- [TASK DIRECTIONS] Report each line of the records below that uses the word "inside".

Dataset entries:
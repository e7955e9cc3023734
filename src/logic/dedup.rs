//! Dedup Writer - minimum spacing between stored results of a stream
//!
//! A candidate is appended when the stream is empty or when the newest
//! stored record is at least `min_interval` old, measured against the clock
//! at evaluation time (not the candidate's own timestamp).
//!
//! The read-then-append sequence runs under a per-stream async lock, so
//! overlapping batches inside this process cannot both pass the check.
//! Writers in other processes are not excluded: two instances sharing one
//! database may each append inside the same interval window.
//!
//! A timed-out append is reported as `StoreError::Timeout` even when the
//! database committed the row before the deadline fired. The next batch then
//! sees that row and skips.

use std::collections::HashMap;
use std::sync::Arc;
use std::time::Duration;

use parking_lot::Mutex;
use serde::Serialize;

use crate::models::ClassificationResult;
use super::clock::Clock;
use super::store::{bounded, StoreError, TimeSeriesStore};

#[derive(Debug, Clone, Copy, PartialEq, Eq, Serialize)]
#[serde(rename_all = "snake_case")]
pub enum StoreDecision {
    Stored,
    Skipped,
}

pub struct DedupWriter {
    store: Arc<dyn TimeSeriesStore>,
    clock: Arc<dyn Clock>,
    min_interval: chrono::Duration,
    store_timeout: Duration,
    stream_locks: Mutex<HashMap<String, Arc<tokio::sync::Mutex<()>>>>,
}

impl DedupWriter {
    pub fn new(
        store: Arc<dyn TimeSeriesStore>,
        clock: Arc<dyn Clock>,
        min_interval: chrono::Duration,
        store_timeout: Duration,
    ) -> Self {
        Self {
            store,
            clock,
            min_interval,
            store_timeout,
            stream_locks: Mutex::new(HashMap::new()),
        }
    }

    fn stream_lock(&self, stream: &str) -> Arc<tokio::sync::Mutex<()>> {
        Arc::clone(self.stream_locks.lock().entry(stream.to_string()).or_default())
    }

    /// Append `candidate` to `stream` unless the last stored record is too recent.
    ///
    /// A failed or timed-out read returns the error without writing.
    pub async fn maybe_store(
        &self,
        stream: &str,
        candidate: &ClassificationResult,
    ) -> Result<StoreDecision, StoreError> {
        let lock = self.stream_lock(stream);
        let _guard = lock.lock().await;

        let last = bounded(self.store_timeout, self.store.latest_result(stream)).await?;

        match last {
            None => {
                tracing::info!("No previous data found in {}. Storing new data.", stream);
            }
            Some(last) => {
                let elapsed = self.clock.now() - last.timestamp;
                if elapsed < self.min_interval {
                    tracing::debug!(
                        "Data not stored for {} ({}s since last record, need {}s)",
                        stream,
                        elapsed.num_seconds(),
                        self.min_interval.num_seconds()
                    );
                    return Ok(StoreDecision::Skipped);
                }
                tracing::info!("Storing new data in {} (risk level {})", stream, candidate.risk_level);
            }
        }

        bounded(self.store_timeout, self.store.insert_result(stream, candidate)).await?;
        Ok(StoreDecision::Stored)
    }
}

==

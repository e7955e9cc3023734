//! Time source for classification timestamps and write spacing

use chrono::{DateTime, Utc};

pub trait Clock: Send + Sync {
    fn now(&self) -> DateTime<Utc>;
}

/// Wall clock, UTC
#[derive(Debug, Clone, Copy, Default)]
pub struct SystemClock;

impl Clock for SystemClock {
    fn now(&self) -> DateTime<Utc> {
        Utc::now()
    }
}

- [RESPONSE]
//! overlapping batches inside this process cannot both pass the check.
//! database may each append inside the same interval window.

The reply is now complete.